[EXERCISE INSTRUCTIONS]
Exactly as they appear, output all of the entries.
────────────────
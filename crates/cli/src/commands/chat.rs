//! workshop chat command

use super::load_config;
use crate::interactive::InteractiveCli;
use agent::{provider_from_env, Agent, McpToolAdapter, ProviderKind, ToolRegistry, DEFAULT_MAX_ITERATIONS};
use clap::Parser;
use console::style;
use gateway::HttpRouter;
use std::path::PathBuf;
use std::sync::Arc;
use tracing::warn;

#[derive(Debug, Parser)]
pub struct ChatCommand {
    /// Model provider: openai, gemini or ollama
    #[arg(long, short, env = "WORKSHOP_PROVIDER", default_value = "openai")]
    pub provider: ProviderKind,

    /// Model id (provider default when omitted)
    #[arg(long, short)]
    pub model: Option<String>,

    /// MCP client configuration (defaults to ./mcp.json, then the local weather server)
    #[arg(long, short)]
    pub config: Option<PathBuf>,

    /// Replace the default system prompt
    #[arg(long)]
    pub system_prompt: Option<String>,

    /// Upper bound on model/tool round trips per question
    #[arg(long, default_value_t = DEFAULT_MAX_ITERATIONS)]
    pub max_iterations: usize,
}

impl ChatCommand {
    pub async fn run(&self) -> anyhow::Result<()> {
        let config = load_config(self.config.as_deref())?;

        let mut router = HttpRouter::from_config(&config);
        for (name, err) in router.connect_all().await {
            warn!(server = %name, error = %err, "MCP server unavailable");
            println!("{} {}: {}", style("MCP server unavailable").yellow(), name, err);
        }
        print_servers(&router);
        let router = Arc::new(router);

        let mut tools = ToolRegistry::with_builtins();
        for adapter in McpToolAdapter::all(&router) {
            tools.register(adapter);
        }

        let model = provider_from_env(self.provider, self.model.clone())?;
        let mut agent = Agent::new(model, tools).with_max_iterations(self.max_iterations);
        if let Some(prompt) = &self.system_prompt {
            agent = agent.with_system_prompt(prompt.clone());
        }

        let result = InteractiveCli::new(agent, router.clone()).run().await;
        router.close_sessions().await;
        result
    }
}

fn print_servers(router: &HttpRouter) {
    for (i, name) in router.server_names().into_iter().enumerate() {
        let Some(server) = router.server(name) else { continue };
        if !server.connected {
            continue;
        }
        println!("{} ({})", style(format!("MCP Server {}", i + 1)).bold(), server.config.url);
        for tool in &server.tools {
            println!("  Tool: {}", tool.name);
        }
    }
}
//! workshop init command

use clap::Args;
use shared::ClientConfig;
use std::path::{Path, PathBuf};

const ENV_EXAMPLE: &str = "\
# Copy to .env and fill in the keys for the providers you use
OPENAI_API_KEY=
GOOGLE_API_KEY=
# OLLAMA_HOST=http://localhost:11434
# RHINO_COMPUTE_URL=http://localhost:6500/
# RHINO_COMPUTE_KEY=
";

#[derive(Debug, Args)]
pub struct InitCommand {
    /// Directory to initialize
    #[arg(default_value = ".")]
    pub directory: PathBuf,

    /// Only write mcp.json
    #[arg(long)]
    pub minimal: bool,
}

impl InitCommand {
    pub fn run(&self) -> anyhow::Result<()> {
        println!("Initializing workshop in {:?}", self.directory);
        std::fs::create_dir_all(&self.directory)?;

        let config = ClientConfig::default().to_pretty_json()?;
        write_if_absent(&self.directory.join(super::DEFAULT_CONFIG_FILE), &config)?;

        if !self.minimal {
            write_if_absent(&self.directory.join(".env.example"), ENV_EXAMPLE)?;
        }

        println!("✓ Workshop initialized");
        Ok(())
    }
}

/// Returns false when the file already exists
fn write_if_absent(path: &Path, content: &str) -> anyhow::Result<bool> {
    if path.exists() {
        println!("  skipped {} (exists)", path.display());
        return Ok(false);
    }
    std::fs::write(path, content)?;
    println!("  wrote {}", path.display());
    Ok(true)
}

#[cfg(test)]
mod tests {
    use super::*;

    #[test]
    fn test_init_writes_files() {
        let dir = tempfile::tempdir().unwrap();
        let cmd = InitCommand {
            directory: dir.path().to_path_buf(),
            minimal: false,
        };

        cmd.run().unwrap();

        let config = ClientConfig::from_file(&dir.path().join("mcp.json")).unwrap();
        assert_eq!(config, ClientConfig::default());
        let env = std::fs::read_to_string(dir.path().join(".env.example")).unwrap();
        assert!(env.contains("OPENAI_API_KEY="));
        assert!(env.contains("GOOGLE_API_KEY="));
    }

    #[test]
    fn test_minimal_skips_env_example() {
        let dir = tempfile::tempdir().unwrap();
        let cmd = InitCommand {
            directory: dir.path().join("nested"),
            minimal: true,
        };

        cmd.run().unwrap();

        assert!(dir.path().join("nested/mcp.json").exists());
        assert!(!dir.path().join("nested/.env.example").exists());
    }

    #[test]
    fn test_existing_config_is_kept() {
        let dir = tempfile::tempdir().unwrap();
        let path = dir.path().join("mcp.json");
        std::fs::write(&path, "{\"mcpServers\": {}}").unwrap();

        assert!(!write_if_absent(&path, "replaced").unwrap());
        assert_eq!(std::fs::read_to_string(&path).unwrap(), "{\"mcpServers\": {}}");
    }
}
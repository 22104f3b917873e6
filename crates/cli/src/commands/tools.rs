//! workshop tools command

use super::load_config;
use clap::Args;
use console::style;
use gateway::HttpRouter;
use std::path::PathBuf;

#[derive(Debug, Args)]
pub struct ToolsCommand {
    /// MCP client configuration (defaults to ./mcp.json)
    #[arg(long, short)]
    pub config: Option<PathBuf>,

    /// Print the full tool list as JSON
    #[arg(long)]
    pub json: bool,
}

impl ToolsCommand {
    pub async fn run(&self) -> anyhow::Result<()> {
        let config = load_config(self.config.as_deref())?;
        let mut router = HttpRouter::from_config(&config);
        let failures = router.connect_all().await;

        let tools = router.get_all_tools();
        if self.json {
            println!("{}", serde_json::to_string_pretty(&tools)?);
        } else {
            for (name, err) in &failures {
                println!("{} {}: {}", style("✗").red(), name, err);
            }
            for info in &tools {
                println!(
                    "{}  {}",
                    style(&info.prefixed_name).cyan(),
                    info.tool.description.as_deref().unwrap_or("")
                );
            }
            println!("{} tool(s) from {} server(s)", tools.len(), config.mcp_servers.len().saturating_sub(failures.len()));
        }

        router.close_sessions().await;
        Ok(())
    }
}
────────────────
[TASK SOLUTION]
filename crates/cli/src/commands/chat.rs
//! workshop chat command

use super::load_config;
use crate::interactive::InteractiveCli;
use agent::{provider_from_env, Agent, McpToolAdapter, ProviderKind, ToolRegistry, DEFAULT_MAX_ITERATIONS};
use clap::Parser;
use console::style;
use gateway::HttpRouter;
use std::path::PathBuf;
use std::sync::Arc;
use tracing::warn;

#[derive(Debug, Parser)]
pub struct ChatCommand {
    /// Model provider: openai, gemini or ollama
    #[arg(long, short, env = "WORKSHOP_PROVIDER", default_value = "openai")]
    pub provider: ProviderKind,

    /// Model id (provider default when omitted)
    #[arg(long, short)]
    pub model: Option<String>,

    /// MCP client configuration (defaults to ./mcp.json, then the local weather server)
    #[arg(long, short)]
    pub config: Option<PathBuf>,

    /// Replace the default system prompt
    #[arg(long)]
    pub system_prompt: Option<String>,

    /// Upper bound on model/tool round trips per question
    #[arg(long, default_value_t = DEFAULT_MAX_ITERATIONS)]
    pub max_iterations: usize,
}

impl ChatCommand {
    pub async fn run(&self) -> anyhow::Result<()> {
        let config = load_config(self.config.as_deref())?;

        let mut router = HttpRouter::from_config(&config);
        for (name, err) in router.connect_all().await {
            warn!(server = %name, error = %err, "MCP server unavailable");
            println!("{} {}: {}", style("MCP server unavailable").yellow(), name, err);
        }
        print_servers(&router);
        let router = Arc::new(router);

        let mut tools = ToolRegistry::with_builtins();
        for adapter in McpToolAdapter::all(&router) {
            tools.register(adapter);
        }

        let model = provider_from_env(self.provider, self.model.clone())?;
        let mut agent = Agent::new(model, tools).with_max_iterations(self.max_iterations);
        if let Some(prompt) = &self.system_prompt {
            agent = agent.with_system_prompt(prompt.clone());
        }

        let result = InteractiveCli::new(agent, router.clone()).run().await;
        router.close_sessions().await;
        result
    }
}

fn print_servers(router: &HttpRouter) {
    for (i, name) in router.server_names().into_iter().enumerate() {
        let Some(server) = router.server(name) else { continue };
        if !server.connected {
            continue;
        }
        println!("{} ({})", style(format!("MCP Server {}", i + 1)).bold(), server.config.url);
        for tool in &server.tools {
            println!("  Tool: {}", tool.name);
        }
    }
}
//! workshop init command

use clap::Args;
use shared::ClientConfig;
use std::path::{Path, PathBuf};

const ENV_EXAMPLE: &str = "\
# Copy to .env and fill in the keys for the providers you use
OPENAI_API_KEY=
GOOGLE_API_KEY=
# OLLAMA_HOST=http://localhost:11434
# RHINO_COMPUTE_URL=http://localhost:6500/
# RHINO_COMPUTE_KEY=
";

#[derive(Debug, Args)]
pub struct InitCommand {
    /// Directory to initialize
    #[arg(default_value = ".")]
    pub directory: PathBuf,

    /// Only write mcp.json
    #[arg(long)]
    pub minimal: bool,
}

impl InitCommand {
    pub fn run(&self) -> anyhow::Result<()> {
        println!("Initializing workshop in {:?}", self.directory);
        std::fs::create_dir_all(&self.directory)?;

        let config = ClientConfig::default().to_pretty_json()?;
        write_if_absent(&self.directory.join(super::DEFAULT_CONFIG_FILE), &config)?;

        if !self.minimal {
            write_if_absent(&self.directory.join(".env.example"), ENV_EXAMPLE)?;
        }

        println!("✓ Workshop initialized");
        Ok(())
    }
}

/// Returns false when the file already exists
fn write_if_absent(path: &Path, content: &str) -> anyhow::Result<bool> {
    if path.exists() {
        println!("  skipped {} (exists)", path.display());
        return Ok(false);
    }
    std::fs::write(path, content)?;
    println!("  wrote {}", path.display());
    Ok(true)
}

#[cfg(test)]
mod tests {
    use super::*;

    #[test]
    fn test_init_writes_files() {
        let dir = tempfile::tempdir().unwrap();
        let cmd = InitCommand {
            directory: dir.path().to_path_buf(),
            minimal: false,
        };

        cmd.run().unwrap();

        let config = ClientConfig::from_file(&dir.path().join("mcp.json")).unwrap();
        assert_eq!(config, ClientConfig::default());
        let env = std::fs::read_to_string(dir.path().join(".env.example")).unwrap();
        assert!(env.contains("OPENAI_API_KEY="));
        assert!(env.contains("GOOGLE_API_KEY="));
    }

    #[test]
    fn test_minimal_skips_env_example() {
        let dir = tempfile::tempdir().unwrap();
        let cmd = InitCommand {
            directory: dir.path().join("nested"),
            minimal: true,
        };

        cmd.run().unwrap();

        assert!(dir.path().join("nested/mcp.json").exists());
        assert!(!dir.path().join("nested/.env.example").exists());
    }

    #[test]
    fn test_existing_config_is_kept() {
        let dir = tempfile::tempdir().unwrap();
        let path = dir.path().join("mcp.json");
        std::fs::write(&path, "{\"mcpServers\": {}}").unwrap();

        assert!(!write_if_absent(&path, "replaced").unwrap());
        assert_eq!(std::fs::read_to_string(&path).unwrap(), "{\"mcpServers\": {}}");
    }
}
repository 22104f3b917873e6
filename crates/cli/src/commands/tools.rs
//! workshop tools command

use super::load_config;
use clap::Args;
use console::style;
use gateway::HttpRouter;
use std::path::PathBuf;

#[derive(Debug, Args)]
pub struct ToolsCommand {
    /// MCP client configuration (defaults to ./mcp.json)
    #[arg(long, short)]
    pub config: Option<PathBuf>,

    /// Print the full tool list as JSON
    #[arg(long)]
    pub json: bool,
}

impl ToolsCommand {
    pub async fn run(&self) -> anyhow::Result<()> {
        let config = load_config(self.config.as_deref())?;
        let mut router = HttpRouter::from_config(&config);
        let failures = router.connect_all().await;

        let tools = router.get_all_tools();
        if self.json {
            println!("{}", serde_json::to_string_pretty(&tools)?);
        } else {
            for (name, err) in &failures {
                println!("{} {}: {}", style("✗").red(), name, err);
            }
            for info in &tools {
                println!(
                    "{}  {}",
                    style(&info.prefixed_name).cyan(),
                    info.tool.description.as_deref().unwrap_or("")
                );
            }
            println!("{} tool(s) from {} server(s)", tools.len(), config.mcp_servers.len().saturating_sub(failures.len()));
        }

        router.close_sessions().await;
        Ok(())
    }
}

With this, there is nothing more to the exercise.